● **WORK INSTRUCTIONS**
Exactly the lines from the one containing "pub fn to_toml(&self)" through the end of the data below are to be reproduced, and nothing besides them.

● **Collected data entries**
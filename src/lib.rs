//! Library crate root re-exporting server, tool, resource and prompt modules.

#[path = "lib/mod.rs"]
pub mod lib_mod;
pub use lib_mod as lib;
pub mod cli;
pub mod healthcheck;
pub mod prompts;
pub mod resources;
pub mod server;
pub mod tools;

#[cfg(test)]
mod tests {
    use std::fs;
    use std::path::Path;

    #[test]
    fn runtime_layout_requires_split_modules() {
        let expected_files = [
            "src/server/runtime/mod.rs",
            "src/server/runtime/startup.rs",
            "src/server/runtime/handler.rs",
            "src/server/runtime/server_info.rs",
        ];

        for path in expected_files {
            assert!(
                Path::new(path).exists(),
                "runtime layout: {} must exist",
                path
            );
        }

        let mod_path = Path::new("src/server/runtime/mod.rs");
        let content = fs::read_to_string(mod_path)
            .unwrap_or_else(|_| panic!("runtime layout: failed to read {}", mod_path.display()));

        for needle in ["startup", "handler", "server_info"] {
            assert!(
                content.contains(needle),
                "runtime layout: mod.rs must re-export {}",
                needle
            );
        }
    }

    #[test]
    fn tool_base_layout_requires_split_modules() {
        let expected_files = [
            "src/tools/base/mod.rs",
            "src/tools/base/result.rs",
            "src/tools/base/error.rs",
            "src/tools/base/middleware.rs",
            "src/tools/base/executor.rs",
            "src/tools/base/response.rs",
            "src/tools/base/registry.rs",
        ];

        for path in expected_files {
            assert!(
                Path::new(path).exists(),
                "tool base layout: {} must exist",
                path
            );
        }

        let mod_path = Path::new("src/tools/base/mod.rs");
        let content = fs::read_to_string(mod_path)
            .unwrap_or_else(|_| panic!("tool base layout: failed to read {}", mod_path.display()));

        for needle in ["ToolResult", "ToolExecutor", "ToolRegistry", "RetryPolicy"] {
            assert!(
                content.contains(needle),
                "tool base layout: mod.rs must re-export {}",
                needle
            );
        }
    }

    #[test]
    fn cli_layout_requires_split_modules() {
        let expected_files = ["src/cli/mod.rs", "src/cli/args.rs", "src/cli/profile.rs"];

        for path in expected_files {
            assert!(Path::new(path).exists(), "CLI layout: {} must exist", path);
        }

        let mod_path = Path::new("src/cli/mod.rs");
        let content = fs::read_to_string(mod_path)
            .unwrap_or_else(|_| panic!("CLI layout: failed to read {}", mod_path.display()));

        assert!(
            content.contains("LaunchProfileArgs"),
            "CLI layout: mod.rs must re-export LaunchProfileArgs"
        );
    }

    #[test]
    fn config_layout_requires_split_modules() {
        let expected_files = [
            "src/server/config/mod.rs",
            "src/server/config/server.rs",
            "src/server/config/security.rs",
            "src/server/config/logging.rs",
            "src/server/config/performance.rs",
            "src/server/config/telemetry.rs",
        ];

        for path in expected_files {
            assert!(
                Path::new(path).exists(),
                "config layout: {} must exist",
                path
            );
        }

        let mod_path = Path::new("src/server/config/mod.rs");
        let content = fs::read_to_string(mod_path)
            .unwrap_or_else(|_| panic!("config layout: failed to read {}", mod_path.display()));

        for needle in ["server", "security", "logging", "performance", "telemetry"] {
            assert!(
                content.contains(needle),
                "config layout: mod.rs must re-export {}",
                needle
            );
        }
    }
}
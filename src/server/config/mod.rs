//! Load and validate server settings.
//!
//! Precedence, lowest first: built-in defaults, TOML file, environment
//! variables, command-line overrides.
use std::{env, path::PathBuf};

use serde::{Deserialize, Serialize};
use serde_json::Value;
use tracing::{error, warn};

use crate::{cli::TransportMode, lib::errors::ConfigError};

pub mod logging;
pub mod performance;
pub mod security;
pub mod server;
pub mod telemetry;

pub use logging::{parse_logging_section, LoggingSection, RawLoggingSection, LOG_LEVELS};
pub use performance::{
    parse_environment_section, parse_performance_section, EnvironmentSection, PerformanceSection,
    RawEnvironmentSection, RawPerformanceSection,
};
pub use security::{parse_security_section, RawSecuritySection, SecuritySection};
pub use server::{
    parse_features_section, parse_server_section, FeaturesSection, RawFeaturesSection,
    RawServerSection, ServerSection, DEFAULT_HOST, DEFAULT_PORT,
};

pub const CONFIG_ENV_KEY: &str = "MCP_CONFIG_PATH";
pub const DEFAULT_CONFIG_PATH: &str = "config.toml";

/// Environment variables mapped onto settings keys.
pub const ENV_BINDINGS: &[(&str, &str)] = &[
    ("server.name", "MCP_SERVER_NAME"),
    ("server.version", "MCP_SERVER_VERSION"),
    ("server.description", "MCP_SERVER_DESCRIPTION"),
    ("server.host", "MCP_HOST"),
    ("server.port", "MCP_PORT"),
    ("server.transport", "MCP_TRANSPORT"),
    ("features.health_check", "ENABLE_HEALTH_CHECK"),
    ("features.metrics", "ENABLE_METRICS"),
    ("features.cors", "ENABLE_CORS"),
    ("features.logging", "ENABLE_LOGGING"),
    ("security.api_key", "API_KEY"),
    ("security.cors_origins", "CORS_ORIGINS"),
    ("security.cors_methods", "CORS_METHODS"),
    ("logging.level", "LOG_LEVEL"),
    ("logging.file", "LOG_FILE"),
    ("performance.max_workers", "MAX_WORKERS"),
    ("performance.timeout_seconds", "TIMEOUT_SECONDS"),
    ("performance.max_request_size", "MAX_REQUEST_SIZE"),
    ("performance.retry_max_delay_seconds", "RETRY_MAX_DELAY_SECONDS"),
    ("environment.debug", "DEBUG"),
    ("environment.name", "ENVIRONMENT"),
];

/// Where the settings file path came from.
#[derive(Debug, Clone, Copy, PartialEq, Eq)]
pub enum ConfigOrigin {
    Cli,
    Env,
    Default,
}

/// Command-line values layered on top of file and environment.
#[derive(Debug, Clone, Default)]
pub struct LoadOptions {
    pub config_path: Option<PathBuf>,
    pub host: Option<String>,
    pub port: Option<u16>,
    pub transport: Option<TransportMode>,
}

/// Top-level settings container.
#[derive(Debug, Clone, Default, PartialEq, Serialize)]
pub struct Settings {
    pub server: ServerSection,
    pub features: FeaturesSection,
    pub security: SecuritySection,
    pub logging: LoggingSection,
    pub performance: PerformanceSection,
    pub environment: EnvironmentSection,
    /// File the settings were read from, if any.
    #[serde(skip)]
    pub source_path: Option<PathBuf>,
}

#[derive(Debug, Deserialize, Default)]
struct RawSettings {
    server: Option<RawServerSection>,
    features: Option<RawFeaturesSection>,
    security: Option<RawSecuritySection>,
    logging: Option<RawLoggingSection>,
    performance: Option<RawPerformanceSection>,
    environment: Option<RawEnvironmentSection>,
}

impl Settings {
    /// Load using the process environment.
    pub fn load(options: &LoadOptions) -> Result<Self, ConfigError> {
        Self::load_with_env(options, |key| env::var(key).ok())
    }

    /// Load with an explicit environment lookup.
    pub fn load_with_env<F>(options: &LoadOptions, env: F) -> Result<Self, ConfigError>
    where
        F: Fn(&str) -> Option<String>,
    {
        let lookup = |key: &str| env(key).filter(|value| !value.trim().is_empty());

        let (path, origin) = match (&options.config_path, lookup(CONFIG_ENV_KEY)) {
            (Some(path), _) => (path.clone(), ConfigOrigin::Cli),
            (None, Some(path)) => (PathBuf::from(path), ConfigOrigin::Env),
            (None, None) => (PathBuf::from(DEFAULT_CONFIG_PATH), ConfigOrigin::Default),
        };
        let required = origin != ConfigOrigin::Default;
        telemetry::log_env_source(&path, origin);

        let read_error = |err| {
            let error = ConfigError::from_read_error(path.clone(), err);
            error!(
                target: "mcp_template::config",
                path = %path.display(),
                reason = %error,
                "Failed to read configuration file"
            );
            error
        };

        let mut builder = config::Config::builder().add_source(
            config::File::from(path.clone())
                .format(config::FileFormat::Toml)
                .required(required),
        );
        for (key, var) in ENV_BINDINGS {
            builder = builder
                .set_override_option(*key, lookup(*var))
                .map_err(read_error)?;
        }
        builder = builder
            .set_override_option("server.host", options.host.clone())
            .map_err(read_error)?
            .set_override_option("server.port", options.port.map(i64::from))
            .map_err(read_error)?
            .set_override_option(
                "server.transport",
                options.transport.map(|t| t.as_str().to_string()),
            )
            .map_err(read_error)?;

        let document = builder.build().map_err(read_error)?;
        let raw: RawSettings = document.try_deserialize().map_err(|err| {
            let error = ConfigError::from_parse_error(path.clone(), err);
            error!(
                target: "mcp_template::config",
                path = %path.display(),
                reason = %error,
                "Failed to parse configuration file"
            );
            error
        })?;

        let source_path = (required || path.exists()).then(|| path.clone());
        let (settings, problems) = Self::from_raw(raw, source_path);

        if !problems.is_empty() {
            let error = ConfigError::Invalid { problems };
            if settings.is_production() {
                error!(
                    target: "mcp_template::config",
                    path = %path.display(),
                    reason = %error,
                    "Invalid configuration in production"
                );
                return Err(error);
            }
            warn!(
                target: "mcp_template::config",
                reason = %error,
                "Invalid configuration; falling back to defaults for rejected fields"
            );
        }

        telemetry::log_loaded(&settings);
        Ok(settings)
    }

    fn from_raw(
        raw: RawSettings,
        source_path: Option<PathBuf>,
    ) -> (Self, Vec<crate::lib::errors::FieldProblem>) {
        let mut problems = Vec::new();
        let server = parse_server_section(raw.server, &mut problems);
        let features = parse_features_section(raw.features);
        let security = parse_security_section(raw.security);
        let logging = parse_logging_section(raw.logging, &mut problems);
        let performance = parse_performance_section(raw.performance, &mut problems);
        let environment = parse_environment_section(raw.environment);

        let settings = Self {
            server,
            features,
            security,
            logging,
            performance,
            environment,
            source_path,
        };
        (settings, problems)
    }

    pub fn is_development(&self) -> bool {
        self.environment.debug || self.environment.name == "development"
    }

    pub fn is_production(&self) -> bool {
        !self.environment.debug && self.environment.name == "production"
    }

    pub fn require_auth(&self) -> bool {
        self.security.api_key.is_some()
    }

    /// Base URL of the HTTP listener.
    pub fn server_url(&self) -> String {
        let scheme = if self.require_auth() { "https" } else { "http" };
        format!("{scheme}://{}:{}", self.server.host, self.server.port)
    }

    pub fn mcp_endpoint(&self) -> String {
        format!("{}/mcp", self.server_url())
    }

    /// JSON view without secrets, for display.
    pub fn redacted_json(&self) -> Value {
        serde_json::to_value(self).unwrap_or(Value::Null)
    }

    /// TOML rendering usable as a starting `config.toml`.
    pub fn to_toml(&self) -> Result<String, toml::ser::Error> {
        toml::to_string_pretty(self)
    }
}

● **ANSWER BOX**
    pub fn to_toml(&self) -> Result<String, toml::ser::Error> {
        toml::to_string_pretty(self)
    }
}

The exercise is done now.